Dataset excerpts
------------------------------------------------
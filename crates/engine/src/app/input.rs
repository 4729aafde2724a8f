/// Logical keys the simulation cares about. Everything else is dropped at the
/// window layer.
#[derive(Debug, Clone, Copy, PartialEq, Eq, Hash)]
pub enum Key {
    Up,
    Down,
    Left,
    Right,
    Beam,
    Quit,
}

/// A discrete key transition forwarded to the game. `repeat` marks OS
/// auto-repeat duplicates; the game treats those as no-ops.
#[derive(Debug, Clone, Copy, PartialEq, Eq)]
pub struct KeyEvent {
    pub key: Key,
    pub pressed: bool,
    pub repeat: bool,
}

impl KeyEvent {
    pub fn pressed(key: Key) -> Self {
        Self {
            key,
            pressed: true,
            repeat: false,
        }
    }

    pub fn released(key: Key) -> Self {
        Self {
            key,
            pressed: false,
            repeat: false,
        }
    }
}
use std::sync::Arc;
use std::time::{Duration, Instant};

use pixels::Error as PixelsError;
use thiserror::Error;
use tracing::{info, warn};
use winit::dpi::LogicalSize;
use winit::error::{EventLoopError, OsError};
use winit::event::{ElementState, Event, WindowEvent};
use winit::event_loop::{ControlFlow, EventLoop};
use winit::keyboard::{KeyCode, PhysicalKey};
use winit::window::WindowBuilder;

use crate::{resolve_app_paths, StartupError};

use super::game::{AssetError, Game};
use super::input::{Key, KeyEvent};
use super::metrics::MetricsAccumulator;
use super::{MetricsHandle, Renderer};

#[derive(Debug, Clone)]
pub struct LoopConfig {
    pub window_title: String,
    pub surface_width: u32,
    pub surface_height: u32,
    /// Minimum wall-clock time between frames, enforced by busy-waiting when
    /// display synchronization does not already cap the rate.
    pub min_frame_interval: Duration,
    pub metrics_log_interval: Duration,
}

impl Default for LoopConfig {
    fn default() -> Self {
        Self {
            window_title: "Light Spirits".to_string(),
            surface_width: 640,
            surface_height: 480,
            min_frame_interval: Duration::from_millis(8),
            metrics_log_interval: Duration::from_secs(1),
        }
    }
}

#[derive(Debug, Error)]
pub enum AppError {
    #[error(transparent)]
    Startup(#[from] StartupError),
    #[error("failed to create event loop: {0}")]
    CreateEventLoop(#[source] EventLoopError),
    #[error("failed to create application window: {0}")]
    CreateWindow(#[source] OsError),
    #[error("failed to initialize renderer: {0}")]
    CreateRenderer(#[source] PixelsError),
    #[error("failed to load textures: {0}")]
    LoadAssets(#[from] AssetError),
    #[error("event loop failed: {0}")]
    EventLoopRun(#[source] EventLoopError),
}

pub fn run_app(config: LoopConfig, game: Box<dyn Game>) -> Result<(), AppError> {
    let metrics_handle = MetricsHandle::default();
    run_app_with_metrics(config, game, metrics_handle)
}

pub fn run_app_with_metrics(
    config: LoopConfig,
    mut game: Box<dyn Game>,
    metrics_handle: MetricsHandle,
) -> Result<(), AppError> {
    let app_paths = resolve_app_paths()?;
    info!(
        root = %app_paths.root.display(),
        images_dir = %app_paths.images_dir.display(),
        "startup"
    );

    let event_loop = EventLoop::new().map_err(AppError::CreateEventLoop)?;
    let window = Arc::new(
        WindowBuilder::new()
            .with_title(config.window_title.clone())
            .with_inner_size(LogicalSize::new(
                config.surface_width as f64,
                config.surface_height as f64,
            ))
            .with_resizable(false)
            .build(&event_loop)
            .map_err(AppError::CreateWindow)?,
    );
    let window_for_loop = Arc::clone(&window);
    let mut renderer = Renderer::new(
        window,
        config.surface_width,
        config.surface_height,
        app_paths.images_dir,
    )
    .map_err(AppError::CreateRenderer)?;

    game.load(&mut renderer)?;

    event_loop.set_control_flow(ControlFlow::Poll);

    let min_frame_interval =
        normalize_non_zero_duration(config.min_frame_interval, Duration::from_millis(8));
    let metrics_log_interval =
        normalize_non_zero_duration(config.metrics_log_interval, Duration::from_secs(1));
    info!(
        min_frame_interval_ms = min_frame_interval.as_millis() as u64,
        metrics_log_interval_ms = metrics_log_interval.as_millis() as u64,
        "loop_config"
    );

    let mut last_frame_instant = Instant::now();
    let mut metrics_accumulator = MetricsAccumulator::new(metrics_log_interval);

    event_loop
        .run(move |event, window_target| match event {
            Event::WindowEvent { window_id, event } if window_id == window_for_loop.id() => {
                match event {
                    WindowEvent::CloseRequested => {
                        info!(reason = "window_close", "shutdown_requested");
                        game.handle_close_requested();
                    }
                    WindowEvent::Resized(new_size) => {
                        if let Err(error) = renderer.resize(new_size.width, new_size.height) {
                            warn!(error = %error, "renderer_resize_failed");
                            window_target.exit();
                        }
                    }
                    WindowEvent::KeyboardInput { event, .. } => {
                        if let Some(key_event) = map_key_event(&event) {
                            if key_event.key == Key::Quit && key_event.pressed {
                                info!(reason = "quit_key", "shutdown_requested");
                            }
                            game.handle_key(key_event);
                        }
                    }
                    WindowEvent::RedrawRequested => {
                        // Quit is only observed here, at the top of the frame.
                        if game.quit_requested() {
                            window_target.exit();
                            return;
                        }

                        game.tick();
                        game.render(&mut renderer);
                        if let Err(error) = renderer.present() {
                            warn!(error = %error, "renderer_present_failed");
                            window_target.exit();
                            return;
                        }

                        let deadline = last_frame_instant + min_frame_interval;
                        busy_wait_until(deadline);

                        let now = Instant::now();
                        let frame_dt = now.saturating_duration_since(last_frame_instant);
                        last_frame_instant = now;
                        metrics_accumulator.record_frame(frame_dt);
                        if let Some(snapshot) = metrics_accumulator.maybe_snapshot(now) {
                            metrics_handle.publish(snapshot);
                            info!(
                                fps = snapshot.fps,
                                frame_time_ms = snapshot.frame_time_ms,
                                "loop_metrics"
                            );
                        }
                    }
                    _ => {}
                }
            }
            Event::AboutToWait => {
                window_for_loop.request_redraw();
            }
            Event::LoopExiting => {
                info!("shutdown");
            }
            _ => {}
        })
        .map_err(AppError::EventLoopRun)
}

/// Spin until `deadline`. Short bounded waits only; this is the frame cap,
/// not a scheduler.
fn busy_wait_until(deadline: Instant) {
    while Instant::now() < deadline {
        std::hint::spin_loop();
    }
}

fn normalize_non_zero_duration(value: Duration, fallback: Duration) -> Duration {
    if value.is_zero() {
        fallback
    } else {
        value
    }
}

fn map_key_event(event: &winit::event::KeyEvent) -> Option<KeyEvent> {
    let key = match event.physical_key {
        PhysicalKey::Code(KeyCode::ArrowUp) => Key::Up,
        PhysicalKey::Code(KeyCode::ArrowDown) => Key::Down,
        PhysicalKey::Code(KeyCode::ArrowLeft) => Key::Left,
        PhysicalKey::Code(KeyCode::ArrowRight) => Key::Right,
        PhysicalKey::Code(KeyCode::Space) => Key::Beam,
        PhysicalKey::Code(KeyCode::Escape) => Key::Quit,
        _ => return None,
    };
    Some(KeyEvent {
        key,
        pressed: event.state == ElementState::Pressed,
        repeat: event.repeat,
    })
}
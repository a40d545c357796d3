use na::Vector2;
use serde::{Deserialize, Serialize};
use crate::{Error, Result};

/// Rectangular periodic box of size `SX × SY` anchored at the origin.
#[derive(Clone, Copy, Debug, PartialEq, Serialize, Deserialize)]
pub struct SimulationBox {
    size: Vector2<f64>,
    half: Vector2<f64>,
}

impl SimulationBox {
    /// Create box with sides `sx` and `sy`.
    ///
    /// # Errors
    ///
    /// [Error::InvalidConfig] if a side is not a positive finite number.
    ///
    /// # Examples
    ///
    /// ```
    /// # use brownian_core::SimulationBox;
    /// let bb = SimulationBox::new(20.0, 30.0).unwrap();
    /// assert_eq!(bb.size().y, 30.0);
    /// assert_eq!(bb.half().x, 10.0);
    /// assert!(SimulationBox::new(0.0, 30.0).is_err());
    /// ```
    pub fn new(sx: f64, sy: f64) -> Result<Self> {
        if !(sx.is_finite() && sy.is_finite() && sx > 0.0 && sy > 0.0) {
            return Err(Error::InvalidConfig(format!(
                "box sides must be positive and finite, got {sx} x {sy}"
            )));
        }
        Ok(Self {
            size: Vector2::new(sx, sy),
            half: Vector2::new(sx / 2.0, sy / 2.0),
        })
    }

    pub fn size(&self) -> Vector2<f64> {
        self.size
    }

    pub fn half(&self) -> Vector2<f64> {
        self.half
    }

    /// Shortest periodic image of `a - b`.
    ///
    /// Each axis is corrected at most once, so the result is only the true
    /// minimum image when `a` and `b` are both inside the box. Interaction
    /// code additionally relies on the box being at least twice the neighbor
    /// cutoff in both directions.
    pub fn minimum_image_delta(&self, a: &Vector2<f64>, b: &Vector2<f64>) -> Vector2<f64> {
        let mut delta = a - b;
        if delta.x > self.half.x {
            delta.x -= self.size.x;
        } else if delta.x < -self.half.x {
            delta.x += self.size.x;
        }
        if delta.y > self.half.y {
            delta.y -= self.size.y;
        } else if delta.y < -self.half.y {
            delta.y += self.size.y;
        }
        delta
    }

    /// Bring a position that left the box by less than one box length back inside.
    ///
    /// A coordinate sitting exactly on the far edge is left there, which keeps
    /// the operation idempotent under rounding.
    pub fn wrap_position(&self, position: &Vector2<f64>) -> Vector2<f64> {
        let mut wrapped = *position;
        if wrapped.x > self.size.x {
            wrapped.x -= self.size.x;
        } else if wrapped.x < 0.0 {
            wrapped.x += self.size.x;
        }
        if wrapped.y > self.size.y {
            wrapped.y -= self.size.y;
        } else if wrapped.y < 0.0 {
            wrapped.y += self.size.y;
        }
        wrapped
    }
}
extern crate nalgebra as na;

pub mod config;
pub mod initializer;
pub mod macro_parameters;
pub mod simulation;
pub mod solver;
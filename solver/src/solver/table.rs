use log::info;
use brownian_core::{Error, Result};

/// Smallest tabulated distance
pub const TABLE_X_MIN: f64 = 0.1;
/// Largest tabulated distance, equal to the neighbor list cutoff
pub const TABLE_X_MAX: f64 = 6.0;
pub const TABLE_SAMPLES: usize = 50000;

/// Magnitude of the pair force at distance `r`.
pub fn pair_force_magnitude(r: f64) -> f64 {
    1.0 / (r * r) * (-0.25 * r).exp()
}

/// Force divided by distance sampled on an even grid in `r²`, so a lookup
/// never needs a square root.
#[derive(Clone, Debug)]
pub struct ForceTable {
    samples: Vec<f64>,
    start: f64,
    step: f64,
}

impl ForceTable {
    /// Tabulate `f(r)/r` for `r²` in `[x_min², x_max²]` with `n` samples.
    ///
    /// # Errors
    ///
    /// [Error::InvalidConfig] unless `n` is at least 2 and `0 < x_min < x_max`.
    pub fn build(x_min: f64, x_max: f64, n: usize) -> Result<Self> {
        if n < 2 {
            return Err(Error::InvalidConfig(format!("force table needs at least two samples, got {n}")));
        }
        if !(x_min > 0.0 && x_max > x_min && x_max.is_finite()) {
            return Err(Error::InvalidConfig(format!(
                "invalid tabulation range [{x_min}, {x_max}]"
            )));
        }
        Ok(Self::tabulate(x_min, x_max, n))
    }

    fn tabulate(x_min: f64, x_max: f64, n: usize) -> Self {
        let start = x_min * x_min;
        let step = (x_max * x_max - start) / (n as f64 - 1.0);
        let samples = (0..n)
            .map(|k| {
                let x2 = start + k as f64 * step;
                let x = x2.sqrt();
                pair_force_magnitude(x) / x
            })
            .collect();
        info!("Force table built: start = {:.6}, step = {:.8}, {} samples", start, step, n);
        Self { samples, start, step }
    }

    /// Force per distance at squared distance `dr2`.
    ///
    /// Values are flat per bin. Beyond the last bin the force is zero. Below
    /// the first bin the lookup saturates at the first sample.
    pub fn lookup(&self, dr2: f64) -> f64 {
        let index = ((dr2 - self.start) / self.step).floor();
        if index >= self.samples.len() as f64 {
            return 0.0;
        }
        if index < 0.0 {
            return self.samples[0];
        }
        self.samples[index as usize]
    }

    pub fn start(&self) -> f64 {
        self.start
    }

    pub fn step(&self) -> f64 {
        self.step
    }

    pub fn len(&self) -> usize {
        self.samples.len()
    }

    pub fn is_empty(&self) -> bool {
        self.samples.is_empty()
    }
}

impl Default for ForceTable {
    fn default() -> Self {
        ForceTable::tabulate(TABLE_X_MIN, TABLE_X_MAX, TABLE_SAMPLES)
    }
}
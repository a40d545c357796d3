mod force;

pub use force::*;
------------------------------------------------
◆ Instructions to follow ◆
In the records above, locate each line with the word "cutoff". Copy all such lines.

◆ Result below ◆
    /// cutoff in both directions.
/// Largest tabulated distance, equal to the neighbor list cutoff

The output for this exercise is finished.